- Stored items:

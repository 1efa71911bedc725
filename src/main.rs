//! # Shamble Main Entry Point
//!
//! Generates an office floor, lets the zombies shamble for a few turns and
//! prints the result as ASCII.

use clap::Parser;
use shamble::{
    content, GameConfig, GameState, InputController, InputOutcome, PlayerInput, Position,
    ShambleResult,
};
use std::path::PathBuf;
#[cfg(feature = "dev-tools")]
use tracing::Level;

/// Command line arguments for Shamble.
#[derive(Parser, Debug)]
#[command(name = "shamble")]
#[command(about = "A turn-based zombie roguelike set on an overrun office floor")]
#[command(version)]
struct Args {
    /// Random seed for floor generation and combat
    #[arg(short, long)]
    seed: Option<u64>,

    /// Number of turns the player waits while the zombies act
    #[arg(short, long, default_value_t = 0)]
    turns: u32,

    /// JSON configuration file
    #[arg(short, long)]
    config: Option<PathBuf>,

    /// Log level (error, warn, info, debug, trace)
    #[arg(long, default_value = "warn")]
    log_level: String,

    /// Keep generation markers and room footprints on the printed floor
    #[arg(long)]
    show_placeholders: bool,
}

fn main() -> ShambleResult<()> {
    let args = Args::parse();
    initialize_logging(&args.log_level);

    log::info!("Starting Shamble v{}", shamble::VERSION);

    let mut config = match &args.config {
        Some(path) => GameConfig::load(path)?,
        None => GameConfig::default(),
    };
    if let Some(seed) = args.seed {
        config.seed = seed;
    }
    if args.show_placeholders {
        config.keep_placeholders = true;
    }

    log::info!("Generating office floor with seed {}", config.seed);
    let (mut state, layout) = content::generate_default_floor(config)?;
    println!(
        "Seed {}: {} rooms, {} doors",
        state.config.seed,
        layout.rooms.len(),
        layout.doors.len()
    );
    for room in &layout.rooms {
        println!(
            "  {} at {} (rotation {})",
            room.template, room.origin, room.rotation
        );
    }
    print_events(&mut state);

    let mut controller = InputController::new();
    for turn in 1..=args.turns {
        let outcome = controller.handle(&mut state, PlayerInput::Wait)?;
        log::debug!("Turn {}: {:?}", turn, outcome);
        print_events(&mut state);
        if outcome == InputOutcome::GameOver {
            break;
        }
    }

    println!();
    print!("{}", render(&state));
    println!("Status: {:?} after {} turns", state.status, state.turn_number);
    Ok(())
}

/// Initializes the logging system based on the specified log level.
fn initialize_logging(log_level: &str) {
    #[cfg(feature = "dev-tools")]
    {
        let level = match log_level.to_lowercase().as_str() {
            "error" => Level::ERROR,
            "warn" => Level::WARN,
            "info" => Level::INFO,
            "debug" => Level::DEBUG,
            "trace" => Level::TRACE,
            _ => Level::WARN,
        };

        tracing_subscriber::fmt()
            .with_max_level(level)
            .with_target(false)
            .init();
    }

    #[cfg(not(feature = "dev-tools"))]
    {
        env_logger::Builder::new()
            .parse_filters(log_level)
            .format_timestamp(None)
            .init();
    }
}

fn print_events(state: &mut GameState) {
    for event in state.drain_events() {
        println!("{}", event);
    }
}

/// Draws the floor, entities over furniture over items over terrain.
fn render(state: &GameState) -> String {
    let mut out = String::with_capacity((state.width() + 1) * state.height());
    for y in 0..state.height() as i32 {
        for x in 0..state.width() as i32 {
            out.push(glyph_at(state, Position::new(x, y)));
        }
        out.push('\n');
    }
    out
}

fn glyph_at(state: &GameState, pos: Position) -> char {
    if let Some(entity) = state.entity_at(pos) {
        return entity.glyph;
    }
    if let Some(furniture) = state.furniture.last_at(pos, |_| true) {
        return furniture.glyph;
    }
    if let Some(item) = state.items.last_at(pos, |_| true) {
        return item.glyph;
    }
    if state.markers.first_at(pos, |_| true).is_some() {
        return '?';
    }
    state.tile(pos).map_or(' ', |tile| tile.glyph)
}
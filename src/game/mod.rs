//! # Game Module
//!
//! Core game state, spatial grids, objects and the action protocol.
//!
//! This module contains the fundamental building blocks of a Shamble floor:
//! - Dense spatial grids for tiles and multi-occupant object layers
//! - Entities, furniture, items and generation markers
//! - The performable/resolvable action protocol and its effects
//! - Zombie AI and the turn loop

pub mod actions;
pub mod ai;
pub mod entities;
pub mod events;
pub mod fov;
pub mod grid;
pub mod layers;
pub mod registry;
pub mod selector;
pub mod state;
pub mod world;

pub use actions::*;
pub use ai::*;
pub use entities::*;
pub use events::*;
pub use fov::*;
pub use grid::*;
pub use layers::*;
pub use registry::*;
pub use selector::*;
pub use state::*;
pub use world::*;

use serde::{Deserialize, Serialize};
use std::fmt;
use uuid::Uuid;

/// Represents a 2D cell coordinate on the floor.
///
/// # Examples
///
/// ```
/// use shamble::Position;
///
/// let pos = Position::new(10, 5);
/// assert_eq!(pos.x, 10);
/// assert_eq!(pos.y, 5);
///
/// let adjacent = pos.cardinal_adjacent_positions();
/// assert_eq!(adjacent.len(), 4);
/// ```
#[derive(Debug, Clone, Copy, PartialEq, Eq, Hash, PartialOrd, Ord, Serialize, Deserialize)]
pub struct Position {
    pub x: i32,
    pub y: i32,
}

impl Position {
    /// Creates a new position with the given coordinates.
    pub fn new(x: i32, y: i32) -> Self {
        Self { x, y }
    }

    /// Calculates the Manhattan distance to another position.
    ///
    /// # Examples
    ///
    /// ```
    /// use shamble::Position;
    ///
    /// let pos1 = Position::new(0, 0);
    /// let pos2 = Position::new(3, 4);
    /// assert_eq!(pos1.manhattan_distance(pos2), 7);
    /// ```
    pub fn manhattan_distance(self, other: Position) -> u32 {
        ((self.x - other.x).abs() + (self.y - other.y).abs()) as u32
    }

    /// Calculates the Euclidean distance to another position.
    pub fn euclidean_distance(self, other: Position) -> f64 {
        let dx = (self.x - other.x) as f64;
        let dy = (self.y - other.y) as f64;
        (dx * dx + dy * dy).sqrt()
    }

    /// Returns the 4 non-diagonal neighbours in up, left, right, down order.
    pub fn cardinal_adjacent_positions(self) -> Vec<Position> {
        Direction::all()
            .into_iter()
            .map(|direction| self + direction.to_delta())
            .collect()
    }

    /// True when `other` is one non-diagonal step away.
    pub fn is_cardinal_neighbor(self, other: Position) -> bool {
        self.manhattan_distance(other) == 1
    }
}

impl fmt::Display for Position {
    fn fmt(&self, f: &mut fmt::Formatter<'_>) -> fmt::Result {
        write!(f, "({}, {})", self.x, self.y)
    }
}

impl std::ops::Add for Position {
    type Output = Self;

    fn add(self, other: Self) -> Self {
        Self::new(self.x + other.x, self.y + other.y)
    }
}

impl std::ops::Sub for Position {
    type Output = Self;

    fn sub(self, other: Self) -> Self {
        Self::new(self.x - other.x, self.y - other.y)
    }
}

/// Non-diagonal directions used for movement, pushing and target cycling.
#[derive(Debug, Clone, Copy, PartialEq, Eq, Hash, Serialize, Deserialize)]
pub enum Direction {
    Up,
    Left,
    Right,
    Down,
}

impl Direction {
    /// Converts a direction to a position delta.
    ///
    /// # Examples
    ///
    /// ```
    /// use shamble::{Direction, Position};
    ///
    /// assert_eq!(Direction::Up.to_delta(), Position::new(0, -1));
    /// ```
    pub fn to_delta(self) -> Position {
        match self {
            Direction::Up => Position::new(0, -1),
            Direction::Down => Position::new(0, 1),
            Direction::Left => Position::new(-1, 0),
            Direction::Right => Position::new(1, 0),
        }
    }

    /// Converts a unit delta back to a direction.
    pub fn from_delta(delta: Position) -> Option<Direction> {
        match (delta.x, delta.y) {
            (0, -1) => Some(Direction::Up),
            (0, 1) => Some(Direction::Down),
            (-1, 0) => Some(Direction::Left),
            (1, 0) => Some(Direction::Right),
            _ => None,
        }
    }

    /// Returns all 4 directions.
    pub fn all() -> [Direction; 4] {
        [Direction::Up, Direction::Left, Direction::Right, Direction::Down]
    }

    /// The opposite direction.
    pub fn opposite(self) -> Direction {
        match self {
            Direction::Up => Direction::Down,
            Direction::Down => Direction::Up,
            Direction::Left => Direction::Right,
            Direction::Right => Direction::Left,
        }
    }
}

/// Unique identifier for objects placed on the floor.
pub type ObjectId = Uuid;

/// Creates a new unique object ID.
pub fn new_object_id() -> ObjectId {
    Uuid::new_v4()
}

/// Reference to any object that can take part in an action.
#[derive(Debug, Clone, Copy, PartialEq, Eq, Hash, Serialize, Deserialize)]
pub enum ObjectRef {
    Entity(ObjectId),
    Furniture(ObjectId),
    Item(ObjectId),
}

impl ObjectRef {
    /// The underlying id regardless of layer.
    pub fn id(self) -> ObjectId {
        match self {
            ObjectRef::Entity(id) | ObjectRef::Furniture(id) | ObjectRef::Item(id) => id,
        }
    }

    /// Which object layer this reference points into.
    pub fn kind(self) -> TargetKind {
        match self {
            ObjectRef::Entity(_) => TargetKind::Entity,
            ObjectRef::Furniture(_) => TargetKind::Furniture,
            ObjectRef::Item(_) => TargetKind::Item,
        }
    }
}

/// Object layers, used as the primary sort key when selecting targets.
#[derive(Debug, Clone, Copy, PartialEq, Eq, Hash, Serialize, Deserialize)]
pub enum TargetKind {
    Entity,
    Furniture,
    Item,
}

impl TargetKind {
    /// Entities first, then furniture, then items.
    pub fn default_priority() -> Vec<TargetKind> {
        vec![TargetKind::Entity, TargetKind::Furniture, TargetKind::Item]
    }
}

- What the task requires: The response must hold only the lines above from the line with "env_logger::Builder::new()" through the line with "let mut out", each copied exactly, both ends kept.

- Solution to this problem:
        env_logger::Builder::new()
            .parse_filters(log_level)
            .format_timestamp(None)
            .init();
    }
}

fn print_events(state: &mut GameState) {
    for event in state.drain_events() {
        println!("{}", event);
    }
}

/// Draws the floor, entities over furniture over items over terrain.
fn render(state: &GameState) -> String {
    let mut out = String::with_capacity((state.width() + 1) * state.height());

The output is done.